Der Abzug der NATO-Truppen aus Afghanistan ist überfällig. Er offenbart das Fiasko, das der imperialistische Krieg angerichtet hat, meint Christine Buchholz
Der Afghanistankrieg war ein Desaster. Die genauen Opferzahlen sind nicht bekannt. Die Ärzteorganisation IPPNW ging bereits 2016 davon aus, dass 250.000 Menschen direkt oder indirekt durch den Krieg getötet und 12 Millionen Menschen vertrieben wurden.
Mit dem Abzug der Bundeswehr aus Afghanistan geht der teuerste und verlustreichste Auslandseinsatz in der Geschichte der Bundeswehr zu Ende. Er bestand aus der offensiven Kampfoperation »Enduring Freedom« und der zunächst als »Stabilisierungsmission« verkauften ISAF-Mission, die immer stärker und offensichtlicher Aufstandsbekämpfung betrieb. Seit 2015 war die Bundeswehr außerdem im Rahmen der robusten »Resolut Support Mission« zur Ausbildung von Sicherheitskräften in Afghanistan.

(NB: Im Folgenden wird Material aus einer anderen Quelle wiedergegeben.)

pub mod content;
pub mod message;
pub mod tool;

pub use content::{Content, ContentPart, ImageDetail, ImageUrl};
pub use message::{Message, Role};
pub use tool::{Tool, ToolCall, ToolChoice, FunctionDefinition, FunctionCall};
use std::fmt;

use serde::{Deserialize, Serialize};
use super::content::Content;
use super::tool::ToolCall;

/// Who authored a message
#[derive(Debug, Clone, PartialEq, Eq, Hash, Serialize, Deserialize)]
#[serde(from = "String", into = "String")]
pub enum Role {
    System,
    User,
    Assistant,
    Tool,
    /// Role tag not modeled by this crate, passed through as-is
    Other(String),
}

impl Role {
    pub fn as_str(&self) -> &str {
        match self {
            Self::System => "system",
            Self::User => "user",
            Self::Assistant => "assistant",
            Self::Tool => "tool",
            Self::Other(tag) => tag,
        }
    }
}

impl From<String> for Role {
    fn from(s: String) -> Self {
        match s.as_str() {
            "system" => Self::System,
            "user" => Self::User,
            "assistant" => Self::Assistant,
            "tool" => Self::Tool,
            _ => Self::Other(s),
        }
    }
}

impl From<&str> for Role {
    fn from(s: &str) -> Self {
        Self::from(s.to_string())
    }
}

impl From<Role> for String {
    fn from(role: Role) -> Self {
        match role {
            Role::Other(tag) => tag,
            known => known.as_str().to_string(),
        }
    }
}

impl fmt::Display for Role {
    fn fmt(&self, f: &mut fmt::Formatter<'_>) -> fmt::Result {
        f.write_str(self.as_str())
    }
}

/// Chat message (provider-agnostic)
#[derive(Debug, Clone, PartialEq, Serialize, Deserialize)]
pub struct Message {
    pub role: Role,

    #[serde(default)]
    pub content: Content,

    #[serde(default, skip_serializing_if = "Option::is_none")]
    pub name: Option<String>,

    /// Tool calls requested by the assistant
    #[serde(default, skip_serializing_if = "Option::is_none")]
    pub tool_calls: Option<Vec<ToolCall>>,

    /// Id of the call a tool message answers
    #[serde(default, skip_serializing_if = "Option::is_none")]
    pub tool_call_id: Option<String>,
}

impl Message {
    pub fn new(role: impl Into<Role>, content: impl Into<Content>) -> Self {
        Self {
            role: role.into(),
            content: content.into(),
            name: None,
            tool_calls: None,
            tool_call_id: None,
        }
    }

    /// Create system message
    pub fn system(content: impl Into<Content>) -> Self {
        Self::new(Role::System, content)
    }

    /// Create user message
    pub fn user(content: impl Into<Content>) -> Self {
        Self::new(Role::User, content)
    }

    /// Create assistant message with text
    pub fn assistant(content: impl Into<Content>) -> Self {
        Self::new(Role::Assistant, content)
    }

    /// Create assistant message with tool calls
    pub fn assistant_with_tools(tool_calls: Vec<ToolCall>) -> Self {
        Self {
            tool_calls: Some(tool_calls),
            ..Self::assistant("")
        }
    }

    /// Create tool result message
    pub fn tool_result(tool_call_id: impl Into<String>, content: impl Into<Content>) -> Self {
        Self {
            tool_call_id: Some(tool_call_id.into()),
            ..Self::new(Role::Tool, content)
        }
    }

    pub fn with_name(mut self, name: impl Into<String>) -> Self {
        self.name = Some(name.into());
        self
    }

    /// True for `Role::System` and for an open tag spelled `"system"`
    pub fn is_system(&self) -> bool {
        self.role.as_str() == "system"
    }

    /// Text of the message, if it is plain text
    pub fn text(&self) -> Option<&str> {
        self.content.as_text()
    }
}
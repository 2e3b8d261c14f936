use anyhow::Result;
use async_trait::async_trait;
use groq_chat::{
    ChatModel, ChatOptions, ContentPart, Message, MessageSanitizer, ModelInput, RunConfig,
};
use std::sync::{Arc, Mutex};

/// Records every call and answers with a canned reply
#[derive(Default)]
struct RecordingModel {
    calls: Mutex<Vec<(ModelInput, Option<RunConfig>, ChatOptions)>>,
    fail: bool,
}

impl RecordingModel {
    fn failing() -> Self {
        Self {
            fail: true,
            ..Self::default()
        }
    }

    fn respond(&self, input: ModelInput, config: Option<RunConfig>, options: ChatOptions) -> Result<Message> {
        self.calls.lock().unwrap().push((input, config, options));
        if self.fail {
            anyhow::bail!("rate limited");
        }
        Ok(Message::assistant("ok"))
    }

    fn last_input(&self) -> ModelInput {
        self.calls.lock().unwrap().last().unwrap().0.clone()
    }
}

#[async_trait]
impl ChatModel for RecordingModel {
    fn invoke(&self, input: ModelInput, config: Option<RunConfig>, options: ChatOptions) -> Result<Message> {
        self.respond(input, config, options)
    }

    async fn ainvoke(&self, input: ModelInput, config: Option<RunConfig>, options: ChatOptions) -> Result<Message> {
        self.respond(input, config, options)
    }
}

fn six_turns() -> Vec<Message> {
    vec![
        Message::system("You are helpful"),
        Message::user("a"),
        Message::assistant("b"),
        Message::user("c"),
        Message::assistant("d"),
        Message::user("e"),
    ]
}

#[tokio::test]
async fn test_ainvoke_truncates_conversation() {
    let inner = Arc::new(RecordingModel::default());
    let model = MessageSanitizer::new(inner.clone());

    let reply = model.ainvoke(six_turns().into(), None, ChatOptions::new()).await.unwrap();
    assert_eq!(reply, Message::assistant("ok"));

    assert_eq!(
        inner.last_input(),
        ModelInput::Conversation(vec![
            Message::system("You are helpful"),
            Message::assistant("b"),
            Message::user("c"),
            Message::assistant("d"),
            Message::user("e"),
        ])
    );
}

#[test]
fn test_invoke_flattens_single_message() {
    let inner = Arc::new(RecordingModel::default());
    let model = MessageSanitizer::new(inner.clone());

    let msg = Message::user(vec![
        ContentPart::text("hi "),
        ContentPart::image("x"),
        ContentPart::text("there"),
    ]);
    model.invoke(msg.into(), None, ChatOptions::new()).unwrap();

    assert_eq!(inner.last_input(), ModelInput::Single(Message::user("hi there")));
}

#[tokio::test]
async fn test_flattens_every_message_before_truncating() {
    let inner = Arc::new(RecordingModel::default());
    let model = MessageSanitizer::new(inner.clone());

    let conversation = vec![
        Message::user(vec![ContentPart::text("old"), ContentPart::image("x")]),
        Message::assistant("r1"),
        Message::user(vec![ContentPart::image_url("https://img"), ContentPart::text("new")]),
    ];
    model.ainvoke(conversation.into(), None, ChatOptions::new()).await.unwrap();

    assert_eq!(
        inner.last_input(),
        ModelInput::Conversation(vec![
            Message::user("old"),
            Message::assistant("r1"),
            Message::user("new"),
        ])
    );
}

#[tokio::test]
async fn test_six_turns_without_system_keeps_last_four() {
    let inner = Arc::new(RecordingModel::default());
    let model = MessageSanitizer::new(inner.clone());

    let conversation: Vec<Message> = six_turns().into_iter().skip(1).chain([Message::assistant("f")]).collect();
    model.ainvoke(conversation.clone().into(), None, ChatOptions::new()).await.unwrap();

    assert_eq!(inner.last_input(), ModelInput::Conversation(conversation[2..].to_vec()));
}

#[tokio::test]
async fn test_config_and_options_pass_through() {
    let inner = Arc::new(RecordingModel::default());
    let model = MessageSanitizer::with_model(inner.clone(), "mixtral-8x7b-32768", None);

    let config = RunConfig::new()
        .run_name("summarize")
        .tag("batch")
        .metadata("user_id", serde_json::json!(7));
    let options = ChatOptions::new().temperature(0.3).stop(vec!["\n".to_string()]);

    model
        .ainvoke("hello".into(), Some(config.clone()), options.clone())
        .await
        .unwrap();

    let calls = inner.calls.lock().unwrap();
    let (_, seen_config, seen_options) = calls.last().unwrap();
    assert_eq!(seen_config.as_ref(), Some(&config));
    assert_eq!(seen_options, &options);
}

#[tokio::test]
async fn test_downstream_errors_propagate() {
    let model = MessageSanitizer::new(RecordingModel::failing());

    let err = model.ainvoke("hello".into(), None, ChatOptions::new()).await.unwrap_err();
    assert_eq!(err.to_string(), "rate limited");

    let err = model.invoke("hello".into(), None, ChatOptions::new()).unwrap_err();
    assert_eq!(err.to_string(), "rate limited");
}

#[tokio::test]
async fn test_shared_behind_dyn() {
    let inner = Arc::new(RecordingModel::default());
    let model: Arc<dyn ChatModel> = Arc::new(MessageSanitizer::new(inner.clone()));

    let handles: Vec<_> = (0..4)
        .map(|i| {
            let model = model.clone();
            tokio::spawn(async move {
                model
                    .ainvoke(Message::user(format!("q{}", i)).into(), None, ChatOptions::new())
                    .await
            })
        })
        .collect();

    for handle in handles {
        handle.await.unwrap().unwrap();
    }
    assert_eq!(inner.calls.lock().unwrap().len(), 4);
}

Das im Jahr 2001 in Afghanistan einmarschierende westliche Militärbündnis unter Führung der USA erklärte, man wolle mit dem Sturz der Taliban das afghanische Volk »befreien«, insbesondere die Frauen, und den internationalen Terrorismus bekämpfen. Außerdem sollte die Regierung von Präsident Hamid Karsai, die bei der Afghanistankonferenz auf dem Petersberg in Bonn im Dezember 2001 eingesetzt wurde, abgesichert werden.
Keines dieser Ziele ist erreicht, im Gegenteil. Die Taliban sind so stark wie lange nicht mehr, Terror und Gegenterror sind allgegenwärtig. Die soziale und wirtschaftliche Situation im Land ist katastrophal. Die vom westlichen Militärbündnis gestützte ehemalige Regierung Karsai hat ein korruptes System zur Verteilung knapper Ressourcen aufgebaut. Der Drogenhandel blüht.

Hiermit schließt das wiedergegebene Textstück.